The completion of the 600 million Swiss francs, or $631 million, project in Plan-les-Ouates, Switzerland, comes as Swiss watch exports continue to decline steeply, according to monthly statistics from the federation of the Swiss Watch Industry.
“The new building reasserts Patek Philippe’s Genevan roots and its confidence in the future of watchmaking artistry that perfectly melds tradition and innovation,” said the prestigious watchmaker.
All operations will be regrouped in new facility, which stretches over 10 floors —four of which are underground — and has space for rare handcraft workshops as well as employee training.
Thierry Stern, president of the company since 2009, launched the five-year construction project with the idea of bringing workshops from Perly into the Plan-les-Ouates site, where his father, Philippe Stern, had regrouped activities scattered over a dozen sites in 1996 — a move also intended to help secure the label’s independence in the long term. The idea was not to increase watch production volumes of around 62,000 pieces a year, but to “secure efficient and rational production resources,” said the independent and family-owned brand.
Responding to demand, the company has increased its emphasis on complications, like the weekly calendar or travel time two-zone display, which has resulted in a growing number of components per watch, it said. Nearly half of the label’s watches now carry complications. The label said its clients are increasingly interested in elaborate and rare handcrafted pieces.

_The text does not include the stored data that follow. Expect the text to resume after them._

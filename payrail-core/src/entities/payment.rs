use crate::error::StoreError;
use crate::framework::DatabaseProcessor;
use compact_str::CompactString;
use kanau::processor::Processor;
use payrail_sdk::objects::{
    PaymentResponse, PaymentStatus as SdkPaymentStatus, StatusHistoryResponse,
};
use rust_decimal::Decimal;
use sqlx::types::Json;
use std::collections::HashMap;
use time::OffsetDateTime;
use uuid::Uuid;

/// Payment status for database operations.
///
/// This is the sqlx::Type version. For API/DTO use, see `payrail_sdk::objects::PaymentStatus`.
#[derive(Debug, Clone, Copy, PartialEq, Eq, Hash, sqlx::Type)]
#[sqlx(rename_all = "lowercase", type_name = "payment_status")]
pub enum PaymentStatus {
    Pending,
    Processing,
    Completed,
    Failed,
    Cancelled,
    Refunded,
}

impl PaymentStatus {
    /// The lifecycle graph. Self-loops are never allowed.
    pub fn can_transition_to(self, next: PaymentStatus) -> bool {
        use PaymentStatus::*;
        matches!(
            (self, next),
            (Pending, Processing)
                | (Pending, Cancelled)
                | (Processing, Completed)
                | (Processing, Failed)
                | (Completed, Refunded)
        )
    }

    /// FAILED, CANCELLED and REFUNDED accept no further transitions.
    pub fn is_terminal(self) -> bool {
        matches!(
            self,
            PaymentStatus::Failed | PaymentStatus::Cancelled | PaymentStatus::Refunded
        )
    }

    pub fn as_str(self) -> &'static str {
        match self {
            PaymentStatus::Pending => "pending",
            PaymentStatus::Processing => "processing",
            PaymentStatus::Completed => "completed",
            PaymentStatus::Failed => "failed",
            PaymentStatus::Cancelled => "cancelled",
            PaymentStatus::Refunded => "refunded",
        }
    }
}

impl std::fmt::Display for PaymentStatus {
    fn fmt(&self, f: &mut std::fmt::Formatter<'_>) -> std::fmt::Result {
        f.write_str(&self.as_str().to_ascii_uppercase())
    }
}

impl From<PaymentStatus> for SdkPaymentStatus {
    fn from(value: PaymentStatus) -> Self {
        match value {
            PaymentStatus::Pending => SdkPaymentStatus::Pending,
            PaymentStatus::Processing => SdkPaymentStatus::Processing,
            PaymentStatus::Completed => SdkPaymentStatus::Completed,
            PaymentStatus::Failed => SdkPaymentStatus::Failed,
            PaymentStatus::Cancelled => SdkPaymentStatus::Cancelled,
            PaymentStatus::Refunded => SdkPaymentStatus::Refunded,
        }
    }
}

impl From<SdkPaymentStatus> for PaymentStatus {
    fn from(value: SdkPaymentStatus) -> Self {
        match value {
            SdkPaymentStatus::Pending => PaymentStatus::Pending,
            SdkPaymentStatus::Processing => PaymentStatus::Processing,
            SdkPaymentStatus::Completed => PaymentStatus::Completed,
            SdkPaymentStatus::Failed => PaymentStatus::Failed,
            SdkPaymentStatus::Cancelled => PaymentStatus::Cancelled,
            SdkPaymentStatus::Refunded => PaymentStatus::Refunded,
        }
    }
}

#[derive(Debug, Clone, PartialEq, Eq)]
pub struct Payment {
    pub reference: String,
    pub account_id: Uuid,
    pub amount: Decimal,
    pub currency: CompactString,
    pub status: PaymentStatus,
    pub risk_score: Option<u8>,
    pub payment_method_id: Option<String>,
    pub expires_at: Option<OffsetDateTime>,
    pub metadata: HashMap<String, String>,
    pub created_at: OffsetDateTime,
    pub updated_at: OffsetDateTime,
}

impl Payment {
    /// A new, globally unique payment reference (`pay_` + time-ordered uuid).
    pub fn new_reference() -> String {
        format!("pay_{}", Uuid::now_v7().simple())
    }

    pub fn is_expired(&self, now: OffsetDateTime) -> bool {
        self.expires_at.is_some_and(|at| at <= now)
    }
}

impl From<&Payment> for PaymentResponse {
    fn from(p: &Payment) -> Self {
        PaymentResponse {
            reference: p.reference.clone(),
            account_id: p.account_id,
            amount: p.amount,
            currency: p.currency.clone(),
            status: p.status.into(),
            risk_score: p.risk_score,
            payment_method_id: p.payment_method_id.clone(),
            metadata: p.metadata.clone(),
            expires_at: p.expires_at.map(OffsetDateTime::unix_timestamp),
            created_at: p.created_at.unix_timestamp(),
            updated_at: p.updated_at.unix_timestamp(),
        }
    }
}

/// Validated input for `create_payment`.
#[derive(Debug, Clone, PartialEq, Eq)]
pub struct NewPayment {
    pub account_id: Uuid,
    pub amount: Decimal,
    pub currency: CompactString,
    pub payment_method_id: Option<String>,
    pub expires_at: Option<OffsetDateTime>,
    pub metadata: HashMap<String, String>,
}

/// One immutable row of a payment's status history.
#[derive(Debug, Clone, PartialEq, Eq, sqlx::FromRow)]
pub struct StatusHistoryEntry {
    pub payment_reference: String,
    pub sequence: i64,
    pub from_status: Option<PaymentStatus>,
    pub to_status: PaymentStatus,
    pub reason: String,
    pub actor: String,
    pub correlation_id: Uuid,
    pub created_at: OffsetDateTime,
}

impl From<&StatusHistoryEntry> for StatusHistoryResponse {
    fn from(e: &StatusHistoryEntry) -> Self {
        StatusHistoryResponse {
            sequence: e.sequence,
            from_status: e.from_status.map(Into::into),
            to_status: e.to_status.into(),
            reason: e.reason.clone(),
            actor: e.actor.clone(),
            correlation_id: e.correlation_id,
            created_at: e.created_at.unix_timestamp(),
        }
    }
}

/// A requested status change, applied as compare-and-set on `from`.
#[derive(Debug, Clone, PartialEq, Eq)]
pub struct StatusChange {
    pub reference: String,
    pub from: PaymentStatus,
    pub to: PaymentStatus,
    pub reason: String,
    pub actor: String,
    pub correlation_id: Uuid,
    pub at: OffsetDateTime,
}

impl StatusChange {
    /// The history entry this change appends, given its sequence number.
    pub fn history_entry(&self, sequence: i64) -> StatusHistoryEntry {
        StatusHistoryEntry {
            payment_reference: self.reference.clone(),
            sequence,
            from_status: Some(self.from),
            to_status: self.to,
            reason: self.reason.clone(),
            actor: self.actor.clone(),
            correlation_id: self.correlation_id,
            created_at: self.at,
        }
    }
}

// ---------------------------------------------------------------------------
// Postgres rows and query objects
// ---------------------------------------------------------------------------

const PAYMENT_COLUMNS: &str = "reference, account_id, amount, currency, status, risk_score, \
    payment_method_id, expires_at, metadata, created_at, updated_at";

#[derive(Debug, Clone, sqlx::FromRow)]
pub struct PaymentRow {
    pub reference: String,
    pub account_id: Uuid,
    pub amount: Decimal,
    pub currency: CompactString,
    pub status: PaymentStatus,
    pub risk_score: Option<i16>,
    pub payment_method_id: Option<String>,
    pub expires_at: Option<OffsetDateTime>,
    pub metadata: Json<HashMap<String, String>>,
    pub created_at: OffsetDateTime,
    pub updated_at: OffsetDateTime,
}

impl TryFrom<PaymentRow> for Payment {
    type Error = StoreError;

    fn try_from(row: PaymentRow) -> Result<Self, Self::Error> {
        let risk_score = row
            .risk_score
            .map(u8::try_from)
            .transpose()
            .map_err(|_| StoreError::Corrupt(format!("risk score out of range on {}", row.reference)))?;
        Ok(Payment {
            reference: row.reference,
            account_id: row.account_id,
            amount: row.amount,
            currency: row.currency,
            status: row.status,
            risk_score,
            payment_method_id: row.payment_method_id,
            expires_at: row.expires_at,
            metadata: row.metadata.0,
            created_at: row.created_at,
            updated_at: row.updated_at,
        })
    }
}

#[derive(Debug, Clone)]
/// Insert a payment together with its creation history entry.
pub struct InsertPaymentWithHistory {
    pub payment: Payment,
    pub created: StatusHistoryEntry,
}

impl Processor<InsertPaymentWithHistory> for DatabaseProcessor {
    type Output = ();
    type Error = sqlx::Error;
    #[tracing::instrument(skip_all, err, name = "SQL:InsertPaymentWithHistory")]
    async fn process(&self, insert: InsertPaymentWithHistory) -> Result<(), sqlx::Error> {
        let InsertPaymentWithHistory { payment, created } = insert;
        let mut tx = self.pool.begin().await?;
        sqlx::query(
            r#"
            INSERT INTO payments
                (reference, account_id, amount, currency, status, risk_score,
                 payment_method_id, expires_at, metadata, created_at, updated_at)
            VALUES ($1, $2, $3, $4, $5, $6, $7, $8, $9, $10, $11)
            "#,
        )
        .bind(&payment.reference)
        .bind(payment.account_id)
        .bind(payment.amount)
        .bind(payment.currency.as_str())
        .bind(payment.status)
        .bind(payment.risk_score.map(i16::from))
        .bind(&payment.payment_method_id)
        .bind(payment.expires_at)
        .bind(Json(&payment.metadata))
        .bind(payment.created_at)
        .bind(payment.updated_at)
        .execute(&mut *tx)
        .await?;
        insert_history(&mut tx, &created).await?;
        tx.commit().await?;
        Ok(())
    }
}

async fn insert_history(
    tx: &mut sqlx::Transaction<'_, sqlx::Postgres>,
    entry: &StatusHistoryEntry,
) -> Result<(), sqlx::Error> {
    sqlx::query(
        r#"
        INSERT INTO payment_status_history
            (payment_reference, sequence, from_status, to_status, reason, actor, correlation_id, created_at)
        VALUES ($1, $2, $3, $4, $5, $6, $7, $8)
        "#,
    )
    .bind(&entry.payment_reference)
    .bind(entry.sequence)
    .bind(entry.from_status)
    .bind(entry.to_status)
    .bind(&entry.reason)
    .bind(&entry.actor)
    .bind(entry.correlation_id)
    .bind(entry.created_at)
    .execute(&mut **tx)
    .await?;
    Ok(())
}

#[derive(Debug, Clone)]
/// Compare-and-set the status and append the matching history entry.
///
/// Returns `None` when the payment is no longer in `change.from`; nothing
/// is written in that case.
pub struct ApplyStatusChange {
    pub change: StatusChange,
}

impl Processor<ApplyStatusChange> for DatabaseProcessor {
    type Output = Option<PaymentRow>;
    type Error = sqlx::Error;
    #[tracing::instrument(skip_all, err, name = "SQL:ApplyStatusChange")]
    async fn process(&self, query: ApplyStatusChange) -> Result<Option<PaymentRow>, sqlx::Error> {
        let change = query.change;
        let mut tx = self.pool.begin().await?;
        let sql = format!(
            "UPDATE payments SET status = $3, updated_at = $4 \
             WHERE reference = $1 AND status = $2 RETURNING {PAYMENT_COLUMNS}"
        );
        let row: Option<PaymentRow> = sqlx::query_as(&sql)
            .bind(&change.reference)
            .bind(change.from)
            .bind(change.to)
            .bind(change.at)
            .fetch_optional(&mut *tx)
            .await?;
        let Some(row) = row else {
            tx.rollback().await?;
            return Ok(None);
        };
        // The row lock taken by the UPDATE serializes sequence allocation.
        let sequence: i64 = sqlx::query_scalar(
            "SELECT COALESCE(MAX(sequence), 0) + 1 FROM payment_status_history WHERE payment_reference = $1",
        )
        .bind(&change.reference)
        .fetch_one(&mut *tx)
        .await?;
        insert_history(&mut tx, &change.history_entry(sequence)).await?;
        tx.commit().await?;
        Ok(Some(row))
    }
}

#[derive(Debug, Clone)]
pub struct GetPaymentByReference {
    pub reference: String,
}

impl Processor<GetPaymentByReference> for DatabaseProcessor {
    type Output = Option<PaymentRow>;
    type Error = sqlx::Error;
    #[tracing::instrument(skip_all, err, name = "SQL:GetPaymentByReference")]
    async fn process(&self, query: GetPaymentByReference) -> Result<Option<PaymentRow>, sqlx::Error> {
        let sql = format!("SELECT {PAYMENT_COLUMNS} FROM payments WHERE reference = $1");
        sqlx::query_as(&sql)
            .bind(&query.reference)
            .fetch_optional(&self.pool)
            .await
    }
}

#[derive(Debug, Clone)]
/// Payments sitting in one status since at least `updated_before`.
pub struct ListPaymentsByStatus {
    pub status: PaymentStatus,
    pub updated_before: OffsetDateTime,
}

impl Processor<ListPaymentsByStatus> for DatabaseProcessor {
    type Output = Vec<PaymentRow>;
    type Error = sqlx::Error;
    #[tracing::instrument(skip_all, err, name = "SQL:ListPaymentsByStatus")]
    async fn process(&self, query: ListPaymentsByStatus) -> Result<Vec<PaymentRow>, sqlx::Error> {
        let sql = format!(
            "SELECT {PAYMENT_COLUMNS} FROM payments \
             WHERE status = $1 AND updated_at <= $2 ORDER BY created_at"
        );
        sqlx::query_as(&sql)
            .bind(query.status)
            .bind(query.updated_before)
            .fetch_all(&self.pool)
            .await
    }
}

#[derive(Debug, Clone)]
pub struct ListStatusHistory {
    pub reference: String,
}

impl Processor<ListStatusHistory> for DatabaseProcessor {
    type Output = Vec<StatusHistoryEntry>;
    type Error = sqlx::Error;
    #[tracing::instrument(skip_all, err, name = "SQL:ListStatusHistory")]
    async fn process(&self, query: ListStatusHistory) -> Result<Vec<StatusHistoryEntry>, sqlx::Error> {
        sqlx::query_as(
            r#"
            SELECT payment_reference, sequence, from_status, to_status, reason, actor,
                   correlation_id, created_at
            FROM payment_status_history
            WHERE payment_reference = $1
            ORDER BY sequence
            "#,
        )
        .bind(&query.reference)
        .fetch_all(&self.pool)
        .await
    }
}

#[derive(Debug, Clone)]
/// Number of payments an account created since `since` (risk velocity).
pub struct CountRecentPayments {
    pub account_id: Uuid,
    pub since: OffsetDateTime,
}

impl Processor<CountRecentPayments> for DatabaseProcessor {
    type Output = i64;
    type Error = sqlx::Error;
    #[tracing::instrument(skip_all, err, name = "SQL:CountRecentPayments")]
    async fn process(&self, query: CountRecentPayments) -> Result<i64, sqlx::Error> {
        sqlx::query_scalar("SELECT COUNT(*) FROM payments WHERE account_id = $1 AND created_at >= $2")
            .bind(query.account_id)
            .bind(query.since)
            .fetch_one(&self.pool)
            .await
    }
}

#[derive(Debug, Clone)]
/// Persist the risk score and merge risk tags into the metadata.
pub struct RecordRiskScore {
    pub reference: String,
    pub score: u8,
    pub tags: HashMap<String, String>,
    pub at: OffsetDateTime,
}

impl Processor<RecordRiskScore> for DatabaseProcessor {
    type Output = u64;
    type Error = sqlx::Error;
    #[tracing::instrument(skip_all, err, name = "SQL:RecordRiskScore")]
    async fn process(&self, query: RecordRiskScore) -> Result<u64, sqlx::Error> {
        let result = sqlx::query(
            r#"
            UPDATE payments
            SET risk_score = $2, metadata = metadata || $3, updated_at = $4
            WHERE reference = $1
            "#,
        )
        .bind(&query.reference)
        .bind(i16::from(query.score))
        .bind(Json(&query.tags))
        .bind(query.at)
        .execute(&self.pool)
        .await?;
        Ok(result.rows_affected())
    }
}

In addition to floors of manufacturing workshops, the site includes an auditorium with 299 seats, a penthouse restaurant for 880 guests and four VIP lounges; basement floors include parking paces for over 600 cars.
To mark the building’s completion, the brand is issuing a 6007 Calatrava watch in steel, which will be limited to 1,000 pieces.
The completion of the new building comes at a challenging time for the Swiss watch industry, with watch exports down 67.9 percent in May, according to the Federation of the Swiss Watch Industry. Exports have dropped 35 percent over the last five months. The monthly statistics are seen as an indication of the health of the broader luxury industry even if they tend to fluctuate from month to month. The May figures showed a sharp decline in exports to China, down 54.6 percent, indicating that a recovery in that market is “not yet a given,” said the federation.
All categories of watches declined between 66 and 74 percent over the month, whereas higher-priced timepieces had fared much better than their cheaper counterparts in recent months. The rise of the Apple Watch already weakened the Swiss watch industry before the business was challenged by unrest in Hong Kong, an important market, and now the coronavirus crisis.